Les tremblements de terre et les raz-de-marée, les typhons à l'occasion, obligent à composer avec une nature que l'on apprécie, mais aussi que l'on craint. On sait ici que l'humanité peut être rayée de la carte. Des débats récents suggèrent, certes qu'elle peut par elle-même contribuer à sa propre destruction, et même donne l'impression désagréable qu'elle s'y emploie. On a ici conscience qu'en outre, après une éventuelle disparition de l'humanité, cet épisode laisserait la nature continuer d'écrire une suite qui se poursuivrait sans cette humanité, absence dont elle s'était accommodée des milliards d'années durant avant de subir les frasques de sa récente survenue.

Prendre le parti de la nature ne va pas de soi pour l'humanité. Que la nature incite l'humanité, par un événement, au respect parce qu'elle est superpuissante, c'est une alerte verte ; même si le réchauffement climatique vient des activités humaines, la nature pourrait aussi conduire, à l'avenir, une glaciation. Respecter la nature parce que nous en avons besoin et qu'elle est notre source de vie, c'est une toute autre affaire, certes loin d'être anodine pour nous, et c'est surtout sur celle-là que se focalisent les partis verts qui n'ont pas au Japon un grand représentant.

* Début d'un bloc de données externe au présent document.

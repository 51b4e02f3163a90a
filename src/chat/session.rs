use crate::chat::{ChatRequest, ChatTurn, Role};
use crate::language::Language;
use thiserror::Error;

/// Number of most recent turns sent along with each request.
pub const CONTEXT_WINDOW: usize = 10;

#[derive(Debug, Clone, PartialEq, Eq, Error)]
pub enum SubmitError {
    #[error("Please enter a message")]
    Empty,
    #[error("Please wait for the current response")]
    InFlight,
}

/// Session-long chat log plus the single request that may be outstanding.
#[derive(Debug, Default)]
pub struct ChatSession {
    log: Vec<ChatTurn>,
    pending: Option<String>,
}

impl ChatSession {
    pub fn new() -> Self {
        Self::default()
    }

    pub fn restore(log: Vec<ChatTurn>) -> Self {
        Self { log, pending: None }
    }

    pub fn turns(&self) -> &[ChatTurn] {
        &self.log
    }

    pub fn pending_message(&self) -> Option<&str> {
        self.pending.as_deref()
    }

    pub fn is_waiting(&self) -> bool {
        self.pending.is_some()
    }

    pub fn append_turn(&mut self, role: Role, content: impl Into<String>) {
        self.log.push(ChatTurn::new(role, content));
    }

    pub fn context_window(&self) -> Vec<ChatTurn> {
        let start = self.log.len().saturating_sub(CONTEXT_WINDOW);
        self.log[start..].to_vec()
    }

    /// Validates `message` and marks it in flight.
    ///
    /// The returned request carries the context window as it was before this
    /// message; the user turn joins the log only once a reply arrives.
    pub fn submit(&mut self, message: &str, language: Language) -> Result<ChatRequest, SubmitError> {
        let message = message.trim();
        if message.is_empty() {
            return Err(SubmitError::Empty);
        }
        if self.pending.is_some() {
            return Err(SubmitError::InFlight);
        }

        self.pending = Some(message.to_string());
        Ok(ChatRequest {
            message: message.to_string(),
            language,
            history: self.context_window(),
        })
    }

    pub fn finish(&mut self, reply: impl Into<String>) {
        if let Some(message) = self.pending.take() {
            self.append_turn(Role::User, message);
        }
        self.append_turn(Role::Assistant, reply);
    }

    /// Drops the outstanding request and hands back its message.
    pub fn abandon(&mut self) -> Option<String> {
        self.pending.take()
    }

    pub fn clear(&mut self) {
        self.log.clear();
    }

    pub fn export_text(&self, language: Language, date: &str) -> Option<String> {
        if self.log.is_empty() {
            return None;
        }

        let mut out = String::from("Herotopia Chat History\n");
        out.push_str(&format!("Language: {}\n", language.code()));
        out.push_str(&format!("Date: {date}\n"));
        out.push_str(&"=".repeat(50));
        out.push_str("\n\n");
        for turn in &self.log {
            out.push_str(&format!("{}:\n{}\n\n", turn.role.speaker(), turn.content));
        }
        Some(out)
    }
}

#[cfg(test)]
mod tests {
    use super::{ChatSession, SubmitError, CONTEXT_WINDOW};
    use crate::chat::{ChatTurn, Role};
    use crate::language::Language;

    fn session_with(turns: usize) -> ChatSession {
        let mut session = ChatSession::new();
        for index in 1..=turns {
            let role = if index % 2 == 1 { Role::User } else { Role::Assistant };
            session.append_turn(role, format!("turn {index}"));
        }
        session
    }

    #[test]
    fn context_window_keeps_most_recent_turns_in_order() {
        let session = session_with(12);
        let window = session.context_window();
        assert_eq!(window.len(), CONTEXT_WINDOW);
        let contents: Vec<&str> = window.iter().map(|turn| turn.content.as_str()).collect();
        let expected: Vec<String> = (3..=12).map(|index| format!("turn {index}")).collect();
        assert_eq!(contents, expected);
    }

    #[test]
    fn context_window_of_short_log_is_whole_log() {
        let session = session_with(3);
        assert_eq!(session.context_window(), session.turns().to_vec());
    }

    #[test]
    fn submit_rejects_blank_message() {
        let mut session = ChatSession::new();
        assert_eq!(session.submit("   ", Language::En), Err(SubmitError::Empty));
        assert!(!session.is_waiting());
    }

    #[test]
    fn second_submit_while_pending_is_rejected_without_duplicate_turn() {
        let mut session = session_with(2);
        let request = session
            .submit("  What are cells? ", Language::Fr)
            .expect("first submit should be accepted");
        assert_eq!(request.message, "What are cells?");
        assert_eq!(request.language, Language::Fr);
        assert_eq!(request.history.len(), 2);

        assert_eq!(
            session.submit("What is gravity?", Language::Fr),
            Err(SubmitError::InFlight)
        );
        assert_eq!(session.turns().len(), 2);
        assert_eq!(session.pending_message(), Some("What are cells?"));
    }

    #[test]
    fn finish_appends_user_then_assistant_turn() {
        let mut session = ChatSession::new();
        session
            .submit("What are cells?", Language::En)
            .expect("submit should be accepted");
        session.finish("Cells are the basic unit of life.");

        assert!(!session.is_waiting());
        assert_eq!(
            session.turns(),
            &[
                ChatTurn::new(Role::User, "What are cells?"),
                ChatTurn::new(Role::Assistant, "Cells are the basic unit of life."),
            ]
        );
        assert!(session.submit("next", Language::En).is_ok());
    }

    #[test]
    fn abandon_returns_message_and_leaves_log_untouched() {
        let mut session = session_with(1);
        session
            .submit("lost question", Language::En)
            .expect("submit should be accepted");
        assert_eq!(session.abandon().as_deref(), Some("lost question"));
        assert_eq!(session.turns().len(), 1);
        assert!(!session.is_waiting());
    }

    #[test]
    fn export_text_lists_turns_under_header() {
        let mut session = ChatSession::new();
        assert!(session.export_text(Language::En, "today").is_none());

        session.append_turn(Role::User, "hi");
        session.append_turn(Role::Assistant, "hello");
        let text = session
            .export_text(Language::Ar, "2026-10-19 10:00")
            .expect("non-empty log should export");
        let expected = format!(
            "Herotopia Chat History\nLanguage: ar\nDate: 2026-10-19 10:00\n{}\n\nYou:\nhi\n\nAssistant:\nhello\n\n",
            "=".repeat(50)
        );
        assert_eq!(text, expected);
    }

    #[test]
    fn clear_empties_log() {
        let mut session = session_with(4);
        session.clear();
        assert!(session.turns().is_empty());
    }
}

La menace de pollution atmosphérique radioactive née le 11 mars constitue aussi une alerte rouge. Elle est en effet une expression d'une sorte de terrorisme productiviste comme le 11 septembre 2001 fut l'expression d'un terrorisme politique. Elle peut être mise aussi en parallèle avec le choc de 2008 : on a souligné le rôle de ces banques trop grandes pour faire faillite (too big to fail), fruits, comme les entreprises géantes, de cette course à la croissance sans limite, à la spéculation sans limite, à l'enrichissement sans limites. En 2008, ce slogan a servi d'excuse à des gouvernements libéraux sans justification idéologique pour les renflouer ; il n'y avait pas d'argent dans les caisses de l'Etat pour des mesures sociales, mais on en a trouvé pour les grandes banques qui ont renoué ensuite avec des profits faramineux et leurs dirigeants sont remerciés par des salaires époustouflants. Une telle banque too big to fail ne devrait pas exister, disait André Orléan, de telles entreprises géantes, de telles centrales parce que nucléaires et trop grandes et trop dangereuses pour faillir, ne devraient pas exister : alerte rouge.

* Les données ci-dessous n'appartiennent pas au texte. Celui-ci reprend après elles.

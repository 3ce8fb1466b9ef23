//! Cycle-timed ColecoVision core.
//!
//! Emulates the console around an externally supplied Z80 interpreter:
//! the TMS9928A video processor, the SN76489 sound generator, the Super
//! Game Module's extra RAM and AY-3-8910, the cartridge/BIOS memory map
//! with Mega Cart banking, and the two controller ports. The host drives
//! it one video frame at a time and receives video and audio through
//! plain buffers and callbacks.

mod bus;
mod cartridge;
mod controller;
mod counter;
mod cpu;
mod emulator;
mod info;
mod mixer;
mod psg;
mod serial;
mod sgmpsg;
mod vdp;

pub use bus::Bus;
pub use controller::{
    ControllerState, InputCallback, Keypad, BASELINE, INPUT_DOWN, INPUT_FIRE_LEFT,
    INPUT_FIRE_RIGHT, INPUT_LEFT, INPUT_RIGHT, INPUT_SPIN_MINUS, INPUT_SPIN_PLUS, INPUT_UP,
};
pub use cpu::{Z80Core, Z80State};
pub use emulator::{Config, Emulator, Region, STATE_LEN};
pub use info::{CPU_CLOCK, SCREEN_HEIGHT, SCREEN_WIDTH};
pub use mixer::AudioCallback;
pub use vdp::Palette;

/// Emulator error type. Everything here is a status the frontend can
/// show; nothing during a frame can fail.
#[derive(Debug, thiserror::Error)]
pub enum EmuError {
    #[error("unsupported sample rate {0}")]
    UnsupportedSampleRate(u32),
    #[error("resampler quality {0} out of range (0-10)")]
    QualityOutOfRange(u8),
    #[error("BIOS image must be exactly 8192 bytes, got {0}")]
    BiosSize(usize),
    #[error("cartridge image too small ({0} bytes)")]
    RomTooSmall(usize),
    #[error("cartridge image has no valid header")]
    BadRomHeader,
    #[error("save state is {actual} bytes, expected {expected}")]
    StateSize { expected: usize, actual: usize },
    #[error("frame buffer is {actual} pixels, expected {expected}")]
    FrameSize { expected: usize, actual: usize },
}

Cette manière de voir est tout en fait en accord avec l'idée d'Illich (1973) que les outils devenus trop gros ne sont plus conviviaux : au lieu de nous servir ils nous rendent esclaves. Il s'agit de terrorisme, parce que nulle part, pas plus en France qu'au Japon, on a mis en débat le choix du nucléaire. L'argument de l'efficacité pour la croissance a réuni l'oligarchie des élites des idéologies libérales et socialistes, le capitalisme et le socialisme. Au nom de leur moindre effet contre l'environnement en situation de bon fonctionnement, nombre de notables bardés de vert comme Nicolas Hulot, supportaient eux aussi ces centrales. Le 11 mars est une alerte rouge qui dénonce cette collusion.

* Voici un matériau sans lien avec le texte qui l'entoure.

//! Property tests over the bus fabric and save states.

mod common;

use common::{flat_rom, test_bios, ChaosCore, ScriptCore};
use cvemu::{Config, Emulator};
use proptest::prelude::*;

fn plain_emu() -> Emulator<ScriptCore> {
    Emulator::new(ScriptCore::new(4, vec![]), Config::default()).unwrap()
}

proptest! {
    /// With both SGM overlays off, system RAM repeats every 1 KiB across
    /// 0x6000-0x7FFF.
    #[test]
    fn ram_mirror(addr in 0x6000u16..0x8000, mirror in 0u16..8, byte: u8) {
        let mut e = plain_emu();
        let bus = e.bus_mut();
        bus.write_byte(addr, byte);
        let alias = 0x6000 + (addr & 0x3FF) + mirror * 0x400;
        prop_assert_eq!(bus.read_byte(alias), byte);
    }

    /// The controller read returns the complement of whichever half the
    /// strobe segment selects.
    #[test]
    fn controller_complement(word: u16, joystick_half: bool) {
        let mut e = plain_emu();
        e.set_input_callback(Box::new(move |_| word));
        let bus = e.bus_mut();
        bus.io_write(if joystick_half { 0xC0 } else { 0x80 }, 0);
        let got = bus.io_read(0xFC);
        let want = if joystick_half { !((word >> 8) as u8) } else { !(word as u8) };
        prop_assert_eq!(got, want);
    }

    /// With both overlays armed, all of 0x0000-0x7FFF is SGM RAM no
    /// matter what the BIOS or cartridge hold.
    #[test]
    fn sgm_overlay_precedence(addr in 0u16..0x8000, byte: u8) {
        let mut e = plain_emu();
        e.load_bios(&test_bios()).unwrap();
        e.load_rom(&flat_rom(0x8000)).unwrap();
        let bus = e.bus_mut();
        bus.io_write(0x7F, 0xFD);
        bus.io_write(0x53, 1);
        bus.write_byte(addr, byte);
        prop_assert_eq!(bus.read_byte(addr), byte);
    }
}

proptest! {
    #![proptest_config(ProptestConfig::with_cases(8))]

    /// Saving, restoring into a fresh machine and running a frame lands
    /// in exactly the state of the original machine running that frame.
    #[test]
    fn save_load_frame_commutes(seed: u32, warmup in 0usize..3) {
        let build = |s| {
            let mut e = Emulator::new(ChaosCore::new(s), Config::default()).unwrap();
            e.load_bios(&test_bios()).unwrap();
            e.load_rom(&flat_rom(0x8000)).unwrap();
            e
        };

        let mut original = build(seed);
        for _ in 0..warmup {
            original.frame_exec();
        }
        let img = original.state_save();

        let mut restored = build(seed ^ 0x5555_AAAA);
        restored.state_load(&img).unwrap();
        prop_assert_eq!(restored.state_save(), img);

        original.frame_exec();
        restored.frame_exec();
        prop_assert_eq!(original.state_save(), restored.state_save());
    }
}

Que faire ? Comprendre d'abord le sens de cette double alerte. L'ouvrage De la convivialité (La découverte, 2011) aide à percevoir cette nécessité de limiter la taille des outils, de tout ce qui nous sert à construire notre monde commun, de telle sorte que ces outils restent au service de ce bien commun qui est notre but, restent capables de nous permettre de pratiquer la convivialité. Une pratique de vie qui se situe dans un autre registre que les "–ismes" des idéologies qui conduisent à la destruction de l'humanité au lieu de la servir. Ensuite il faut conduire la transition vers cette autre manière de vivre ensemble en comprenant qu'il n'y a pas d'autre valeur que la vie. Alors la double alerte verte et rouge du Japon du 11 mars aura servi à quelque chose.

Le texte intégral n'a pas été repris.